Lettera al padre, Franz Kafka
Sono davvero intense le parole che il giovane Kafka rivolge al suo papà, con il quale sembra non essersi mai sviluppato un rapporto intimo e confidenziale. Nel suo pensiero, in verità, è condensato l’atteggiamento usuale che spesso caratterizza il rapporto tra i figli e questa figura genitoriale tanto importante quanto schiva e, spesso, circondate dal classico timore reverenziale.
Da sempre considerato membro autoritario della famiglia al quale portare rispetto ed ubbidienza, il padre ha dovuto rinunciare, per assolvere il suo ruolo educativo, ad instaurare un rapporto più emotivo con i propri figli. Dovendo provvedere alle necessità più strettamente legate alla sopravvivenza e al sostentamento della famiglia, il suo approccio relazionale si è contraddistinto, nella maggior parte dei casi, per una sfumatura più razionale e utilitaristica. Qui potrete leggere la lettera per esteso.

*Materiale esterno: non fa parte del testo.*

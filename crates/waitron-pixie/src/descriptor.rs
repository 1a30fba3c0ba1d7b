//! Boot descriptor generation
//!
//! Kernel and initrd locations are resolved against the image URL and the
//! command line is rendered as a MiniJinja template against the build.

use crate::error::{PixieError, Result};
use minijinja::{Environment, UndefinedBehavior};
use serde::{Deserialize, Serialize};
use waitron_common::{BootImage, Machine, MachineDefinition};

/// Which image set a build boots into
#[derive(Debug, Clone, Copy, PartialEq, Eq)]
pub enum BootMode {
    /// Installer image
    Normal,
    /// Alternate rescue image
    Rescue,
}

impl BootMode {
    pub fn from_rescue(rescue: bool) -> Self {
        if rescue {
            BootMode::Rescue
        } else {
            BootMode::Normal
        }
    }
}

/// The `{kernel, initrd, cmdline}` triple served to pixiecore
#[derive(Debug, Clone, PartialEq, Serialize, Deserialize)]
pub struct BootDescriptor {
    pub kernel: String,
    pub initrd: Vec<String>,
    pub cmdline: String,
}

/// Configuration for descriptor generation
#[derive(Debug, Clone, Default)]
pub struct PixieConfig {
    /// Base URL of this Waitron instance, exposed to templates as `base_url`
    pub base_url: String,

    /// Parameters appended to every command line
    pub kernel_params: Vec<String>,

    /// Console configuration (e.g., "ttyS0,115200")
    pub console: Option<String>,
}

impl PixieConfig {
    /// Create a new config with base URL
    pub fn new(base_url: impl Into<String>) -> Self {
        Self {
            base_url: base_url.into(),
            ..Default::default()
        }
    }

    /// Set console configuration
    pub fn with_console(mut self, console: impl Into<String>) -> Self {
        self.console = Some(console.into());
        self
    }

    /// Add kernel parameter
    pub fn with_kernel_param(mut self, param: impl Into<String>) -> Self {
        self.kernel_params.push(param.into());
        self
    }
}

#[derive(Serialize)]
struct CmdlineContext<'a> {
    #[serde(flatten)]
    machine: &'a Machine,
    base_url: &'a str,
}

/// Boot descriptor generator
#[derive(Debug, Clone)]
pub struct DescriptorGenerator {
    config: PixieConfig,
}

impl DescriptorGenerator {
    /// Create a new descriptor generator
    pub fn new(config: PixieConfig) -> Self {
        Self { config }
    }

    pub fn config(&self) -> &PixieConfig {
        &self.config
    }

    /// Check that a definition carries everything needed to boot in `mode`
    pub fn validate(&self, definition: &MachineDefinition, mode: BootMode) -> Result<()> {
        if definition.mac_addresses().next().is_none() {
            return Err(PixieError::MissingConfig(format!(
                "{} has no interface with a MAC address",
                definition.hostname
            )));
        }
        image_for(definition, mode)?;
        Ok(())
    }

    /// Generate the descriptor for a machine in build mode
    pub fn generate(&self, machine: &Machine) -> Result<BootDescriptor> {
        let image = image_for(&machine.definition, BootMode::from_rescue(machine.rescue))?;

        let kernel = resolve_url(&image.image_url, &image.kernel);
        let initrd = image
            .initrd
            .iter()
            .filter(|path| !path.trim().is_empty())
            .map(|path| resolve_url(&image.image_url, path))
            .collect();

        Ok(BootDescriptor {
            kernel,
            initrd,
            cmdline: self.render_cmdline(&image.cmdline, machine)?,
        })
    }

    /// Render the command line template and append configured parameters
    fn render_cmdline(&self, template: &str, machine: &Machine) -> Result<String> {
        let mut env = Environment::new();
        env.set_undefined_behavior(UndefinedBehavior::Strict);

        let ctx = CmdlineContext {
            machine,
            base_url: &self.config.base_url,
        };
        let rendered = env.render_str(template, ctx)?;

        let mut params: Vec<String> = rendered.split_whitespace().map(str::to_string).collect();
        params.extend(self.config.kernel_params.iter().cloned());
        if let Some(ref console) = self.config.console {
            params.push(format!("console={}", console));
        }

        Ok(params.join(" "))
    }
}

/// Select the image for a boot mode, failing if it cannot boot
fn image_for(definition: &MachineDefinition, mode: BootMode) -> Result<&BootImage> {
    let image = match mode {
        BootMode::Normal => &definition.boot,
        BootMode::Rescue => definition.rescue_boot.as_ref().ok_or_else(|| {
            PixieError::MissingConfig(format!("{} has no rescue image", definition.hostname))
        })?,
    };

    if !image.is_bootable() {
        return Err(PixieError::MissingConfig(format!(
            "{} needs a kernel and at least one initrd",
            definition.hostname
        )));
    }
    Ok(image)
}

/// Join a path onto the image URL unless it is already a full URL
fn resolve_url(image_url: &str, path: &str) -> String {
    if path.contains("://") || image_url.is_empty() {
        return path.to_string();
    }
    format!(
        "{}/{}",
        image_url.trim_end_matches('/'),
        path.trim_start_matches('/')
    )
}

In questo estratto Kafka racconta i pochi momenti felici vissuti con il padre:
“Ad esempio quando, nelle estati più calde, subito dopo pranzo ti vedevo addormentarti in negozio, col gomito sullo scrittoio; o quando la Domenica, affaticato, venivi a goderti con noi la frescura estiva; […] o quando durante la mia ultima malattia ti sei avvicinato pian piano a me, nella camera di Ottla, sei rimasto sulla soglia allungando soltanto il collo per vedermi nel letto, e per riguardo ti sei limitato a salutarmi con la mano. In tali occasioni ci si coricava e si piangeva per la felicità, e si piange anche ora che si scrive. Hai anche un modo particolarmente bello, e molto raro a vedersi, di sorridere: placido, contento e promettente, che può rendere felice colui al quale è diretto. Non ricordo che nella mia infanzia mi sia stato espressamente rivolto, ma potrebbe benissimo essere accaduto, infatti perché mai avresti dovuto negarmelo allora, quando ti sembravo ancora innocente ed ero la tua grande speranza? Inoltre anche queste impressioni gradevoli alla lunga non hanno avuto nessun altro effetto se non quello di accrescere il mio senso di colpa e rendermi il mondo ancora più incomprensibile.”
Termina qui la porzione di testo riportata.